Вдоль одного из кабаков, среди кучи помоев, тянутся нищие. Извиваются по земле их истощённые тела, дрожат в воздухе уродливые руки и ноги, простираясь к людям, чтобы разбудить их жалость. Просят они и требуют именем божьим копейки себе; много лиц без глаз, на иных глаза горят, как угли; неустанно грызёт боль их тощие тела и кости. Больные и увечные подобны они страшным цветам. У многих тела покрыты гнойными язвами.
Причиной этого страшного недуга служит "Желтуха" - новый бич Петербурга. То был дешевый наркотик, который, примерно уже год, завозили из Нового Петрограда. На сколько мне было известно, тысячи гнилых тел, отравленных Септиконом, выделяли тяжелые трупные миазмы, которые копились в воздухе, мешаясь с туманом. Эту желтоватую зернистую кашицу получали хитрой перегонкой, как раз-таки, зловредного тумана, который в изобилии копился на улицах мертвого города.
Действие Желтуха оказывала столь же приятное, сколь и губительное. Её заваривали и вдыхали пары, чтобы глупо блаженствовать: разбудить те дионисические чувствования, в подъеме которых собственное «я» исчезает до полного самозабвения. Однако, рано или поздно, хроническое употребление приводило к смерти медленной и мучительной. Желтуха не просто разрушала разум — омертвлялось само тело. Возникнув в уголках рта, гангрена расползалась по всему лицу, поедая щеки и нос. Пальцы на руках и ногах отваливались, и со временем больной мог окончательно превратиться в пародию на не упокоенных мертвецов, которые и по сей день бессмысленно волочат своё извращенное существование на улицах Нового Петрограда. Несмотря на очевидную опасность, наркотик пользовался большим спросом. Народ оскотинивался и губил себя за собственные гроши, заработанные потом и кровью. Воистину, людская глупость безмерна...
Пройдя мимо помоста, на котором били розгами вопящую бабу под одобрительный гомон толпы, я прикупил у лоточника булку с маком, уселся на скамейку и стал вдумчиво разглядывать место встречи.

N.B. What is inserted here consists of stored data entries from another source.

#[tokio::test(flavor = "multi_thread")]
async fn test_terminate_stops_in_reverse_launch_order() {
    let launcher = FakeLauncher::new();
    let scheduler = scheduler(local_settings(), &launcher);
    scheduler.schedule().unwrap();
    wait_running(&scheduler).await;

    within("terminate", scheduler.terminate()).await;

    assert_eq!(scheduler.state(), RunState::Terminated);
    assert_eq!(
        scheduler.ordered_stops(),
        vec![Role::TaskProcessor, Role::Web, Role::Search]
    );
    assert!(launcher.handles().iter().all(|h| h.was_asked_to_stop()));
    assert_eq!(scheduler.await_termination().await, Outcome::Stopped);
}

#[tokio::test(flavor = "multi_thread")]
async fn test_terminate_is_idempotent() {
    let launcher = FakeLauncher::new();
    let scheduler = scheduler(local_settings(), &launcher);
    scheduler.schedule().unwrap();
    wait_running(&scheduler).await;

    within("concurrent terminates", async {
        tokio::join!(scheduler.terminate(), scheduler.terminate())
    })
    .await;
    within("third terminate", scheduler.terminate()).await;

    assert_eq!(scheduler.ordered_stops().len(), 3);
    assert!(scheduler.stops().iter().all(|s| s.generation == 1));
    assert!(matches!(scheduler.schedule(), Err(RuntimeError::AlreadyScheduled)));
}

#[tokio::test(flavor = "multi_thread")]
async fn test_schedule_twice_is_rejected() {
    let launcher = FakeLauncher::new();
    let scheduler = scheduler(local_settings(), &launcher);
    scheduler.schedule().unwrap();

    let err = scheduler.schedule().unwrap_err();
    assert_eq!(err.as_label(), "runtime_already_scheduled");
    scheduler.terminate().await;
}

#[tokio::test(flavor = "multi_thread")]
async fn test_invalid_settings_keep_scheduler_idle() {
    let launcher = FakeLauncher::new();
    let scheduler = scheduler(local_settings().disable(Role::Search), &launcher);

    let err = scheduler.schedule().unwrap_err();
    assert_eq!(err.as_label(), "runtime_invalid_settings");
    assert_eq!(scheduler.state(), RunState::Idle);
    assert!(launcher.handles().is_empty());
}

#[tokio::test(flavor = "multi_thread")]
async fn test_crash_cascades_to_every_other_role() {
    let launcher = FakeLauncher::new();
    let scheduler = scheduler(local_settings(), &launcher);
    scheduler.schedule().unwrap();
    wait_running(&scheduler).await;

    launcher.latest(Role::Web).unwrap().crash();
    let outcome = within("termination", scheduler.await_termination()).await;

    assert_eq!(outcome, Outcome::RoleDied { role: Role::Web });
    assert!(!outcome.is_success());
    assert_eq!(scheduler.state(), RunState::Terminated);
    assert_eq!(
        scheduler.ordered_stops(),
        vec![Role::TaskProcessor, Role::Web, Role::Search]
    );
    assert!(launcher.latest(Role::Search).unwrap().was_asked_to_stop());
    assert!(launcher.latest(Role::TaskProcessor).unwrap().was_asked_to_stop());
    assert_eq!(launcher.handles().len(), 3);
}

#[tokio::test(flavor = "multi_thread")]
async fn test_simultaneous_deaths_cascade_once() {
    let launcher = FakeLauncher::new();
    let scheduler = scheduler(local_settings(), &launcher);
    let mut events = scheduler.events();
    scheduler.schedule().unwrap();
    wait_running(&scheduler).await;

    launcher.latest(Role::Search).unwrap().crash();
    launcher.latest(Role::TaskProcessor).unwrap().crash();
    let outcome = within("termination", scheduler.await_termination()).await;

    assert!(matches!(
        outcome,
        Outcome::RoleDied {
            role: Role::Search | Role::TaskProcessor
        }
    ));
    assert_eq!(
        scheduler.ordered_stops(),
        vec![Role::TaskProcessor, Role::Web, Role::Search]
    );

    let mut stopping = 0;
    let mut terminated = 0;
    while let Ok(ev) = events.try_recv() {
        match ev.kind {
            EventKind::RunStopping => stopping += 1,
            EventKind::RunTerminated => terminated += 1,
            _ => {}
        }
    }
    assert_eq!((stopping, terminated), (1, 1));
    assert_eq!(launcher.handles().len(), 3);
}

#[tokio::test(flavor = "multi_thread")]
async fn test_failed_launch_unwinds_started_roles() {
    let launcher = FakeLauncher::new();
    launcher.fail_on(Role::TaskProcessor);
    let scheduler = scheduler(local_settings(), &launcher);
    scheduler.schedule().unwrap();

    let outcome = within("termination", scheduler.await_termination()).await;

    assert_eq!(outcome.as_label(), "launch_failed");
    assert!(matches!(&outcome, Outcome::LaunchFailed(e) if e.role() == Role::TaskProcessor));
    assert_eq!(scheduler.ordered_stops(), vec![Role::Web, Role::Search]);
}

#[tokio::test(flavor = "multi_thread")]
async fn test_terminate_during_startup_never_launches_waiting_roles() {
    let launcher = FakeLauncher::manual();
    let scheduler = scheduler(local_settings(), &launcher);
    scheduler.schedule().unwrap();
    eventually("search launched", || launcher.launch_count(Role::Search) == 1).await;

    within("terminate", scheduler.terminate()).await;
    tokio::time::sleep(Duration::from_millis(50)).await;

    assert_eq!(launcher.launched_roles(), vec![Role::Search]);
    assert_eq!(scheduler.ordered_stops(), vec![Role::Search]);
    assert_eq!(scheduler.await_termination().await, Outcome::Stopped);
}

#[tokio::test(flavor = "multi_thread")]
async fn test_terminate_before_schedule_launches_nothing() {
    let launcher = FakeLauncher::new();
    let scheduler = scheduler(local_settings(), &launcher);

    within("terminate", scheduler.terminate()).await;

    assert_eq!(scheduler.state(), RunState::Terminated);
    assert!(scheduler.ordered_stops().is_empty());
    assert!(launcher.handles().is_empty());
}

#[tokio::test(flavor = "multi_thread")]
async fn test_restart_runs_a_fresh_generation() {
    let launcher = FakeLauncher::new();
    let reloader = Arc::new(CountingReloader::default());
    let scheduler = Scheduler::builder(local_settings(), launcher.clone())
        .with_config(fast_config())
        .with_reloader(reloader.clone())
        .build();
    scheduler.schedule().unwrap();
    wait_running(&scheduler).await;

    let first_web = launcher.latest(Role::Web).unwrap();
    first_web.request_restart();
    eventually("second generation launched", || launcher.handles().len() == 6).await;
    wait_running(&scheduler).await;

    assert_eq!(reloader.calls(), 1);
    assert_eq!(
        launcher.launched_roles(),
        vec![
            Role::Search,
            Role::Web,
            Role::TaskProcessor,
            Role::Search,
            Role::Web,
            Role::TaskProcessor
        ]
    );
    assert!(!Arc::ptr_eq(&first_web, &launcher.latest(Role::Web).unwrap()));
    // The leader lock was released with the first web process.
    assert_eq!(launcher.latest(Role::Web).unwrap().mode(), LaunchMode::Leader);

    scheduler.terminate().await;
    let generations: Vec<u64> = scheduler.stops().iter().map(|s| s.generation).collect();
    assert_eq!(generations, vec![1, 1, 1, 2, 2, 2]);
    assert_eq!(reloader.calls(), 1);
}

#[tokio::test(flavor = "multi_thread")]
async fn test_restart_request_during_shutdown_is_ignored() {
    let launcher = FakeLauncher::new();
    let reloader = Arc::new(CountingReloader::default());
    let scheduler = Scheduler::builder(local_settings(), launcher.clone())
        .with_config(fast_config())
        .with_reloader(reloader.clone())
        .build();
    scheduler.schedule().unwrap();
    wait_running(&scheduler).await;

    let terminating = {
        let scheduler = scheduler.clone();
        tokio::spawn(async move { scheduler.terminate().await })
    };
    let mut states = scheduler.state_changes();
    within(
        "shutdown started",
        states.wait_for(|s| matches!(s, RunState::Stopping | RunState::Terminated)),
    )
    .await
    .expect("state channel closed");
    for handle in launcher.handles() {
        handle.request_restart();
    }

    within("terminate", terminating).await.unwrap();
    tokio::time::sleep(Duration::from_millis(50)).await;

    assert_eq!(scheduler.await_termination().await, Outcome::Stopped);
    assert_eq!(reloader.calls(), 0);
    assert_eq!(launcher.handles().len(), 3);
    assert_eq!(scheduler.state(), RunState::Terminated);
}

#[tokio::test(flavor = "multi_thread")]
async fn test_reload_failure_terminates_without_relaunch() {
    let launcher = FakeLauncher::new();
    let reloader = CountingReloader::failing();
    let scheduler = Scheduler::builder(local_settings(), launcher.clone())
        .with_config(fast_config())
        .with_reloader(reloader.clone())
        .build();
    scheduler.schedule().unwrap();
    wait_running(&scheduler).await;

    launcher.latest(Role::TaskProcessor).unwrap().request_restart();
    let outcome = within("termination", scheduler.await_termination()).await;

    assert_eq!(outcome.as_label(), "reload_failed");
    assert_eq!(reloader.calls(), 1);
    assert_eq!(launcher.handles().len(), 3);
    assert_eq!(
        scheduler.ordered_stops(),
        vec![Role::TaskProcessor, Role::Web, Role::Search]
    );
}

#[tokio::test(flavor = "multi_thread")]
async fn test_web_waits_for_external_leader_then_follows() {
    let launcher = FakeLauncher::new();
    let state = Arc::new(LocalAppState::new());
    assert!(state.try_lock_web_leader().await.unwrap());

    let scheduler = Scheduler::builder(local_settings(), launcher.clone())
        .with_config(fast_config())
        .with_app_state(state.clone())
        .build();
    scheduler.schedule().unwrap();

    eventually("search launched", || launcher.launch_count(Role::Search) == 1).await;
    tokio::time::sleep(Duration::from_millis(100)).await;
    assert_eq!(launcher.launch_count(Role::Web), 0);

    state.set_operational(Role::Web).await.unwrap();
    eventually("web launched", || launcher.launch_count(Role::Web) == 1).await;
    assert_eq!(launcher.latest(Role::Web).unwrap().mode(), LaunchMode::Follower);

    wait_running(&scheduler).await;
    scheduler.terminate().await;

    // A follower never releases a lock it does not hold.
    assert!(!state.try_lock_web_leader().await.unwrap());
}

#[tokio::test(flavor = "multi_thread")]
async fn test_remote_search_satisfies_local_web() {
    let store = Arc::new(MemoryStore::new());
    let search_node = ClusterAppState::new(store.clone(), "prod", "search-1");
    search_node.set_operational(Role::Search).await.unwrap();

    let launcher = FakeLauncher::new();
    let settings = with_commands(Settings::cluster("prod", "app-1").disable(Role::Search));
    let scheduler = Scheduler::builder(settings, launcher.clone())
        .with_config(fast_config())
        .with_app_state(Arc::new(ClusterAppState::new(store, "prod", "app-1")))
        .build();
    scheduler.schedule().unwrap();
    wait_running(&scheduler).await;

    assert_eq!(launcher.launched_roles(), vec![Role::Web, Role::TaskProcessor]);
    assert_eq!(launcher.launch_count(Role::Search), 0);

    scheduler.terminate().await;
    assert_eq!(scheduler.ordered_stops(), vec![Role::TaskProcessor, Role::Web]);
}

Место Вороном выбрано удачно, так как представляет собой обширную площадь. Ни подъезда, ни лавки, ни подворотни, куда бы можно было спрятать засаду, поблизости не имеется. Однако, поразмыслив, мне показалось возможным рассадить пару агентов по деревьям, там и сям растущим среди площади. Деревья были старые и ветвистые, и, конечно, в потёмках, при крайней отдаленности редких газовых фонарей, агенты на них будут незаметны. Эта мысль показалась мне прекрасной.
Были уже густые сумерки, когда я, с парой смышленых агентов, прибыл на площадь и, поглядывая вокруг, дабы не привлекать лишнего внимания, мы заняли свои птичьи позиции.
Тень со светом перемешалась совершенно, и казалось, самые предметы перемешалися тоже. Пестрый шлагбаум принял какой-то неопределенный цвет; усы у стоявшего на часах солдата казались на лбу и гораздо выше глаз, а носа как будто не было вовсе. Фонари еще не зажигались, кое-где только начинались освещаться окна домов, а в переулках и закоулках происходили сцены и разговоры, неразлучные с этим временем во всех городах, где много солдат, извозчиков, работников и особенного рода существ, в виде дамочек в красных шалях и башмаках без чулок, которые, как летучие мыши, шныряют по перекресткам. Расползались по разным сторонам и тоненькие чиновники с тросточками, которые, вероятно сделавши прогулку, возвращались домой. Изредка доходили до слуха какие-то, казалось, женские восклицания: «Врешь, пьяница! я никогда не позволяла ему такого грубиянства!» — или: «Ты не дерись, невежа, а ступай в часть, там я тебе покажу!..». Словом, те слова, которые вдруг обдадут, как помойным варом, какого-нибудь, например, замечтавшегося двадцатилетнего юношу, который возвращаясь из театра, несет в голове испанскую улицу, ночь, чудный женский образ с гитарой и кудрями.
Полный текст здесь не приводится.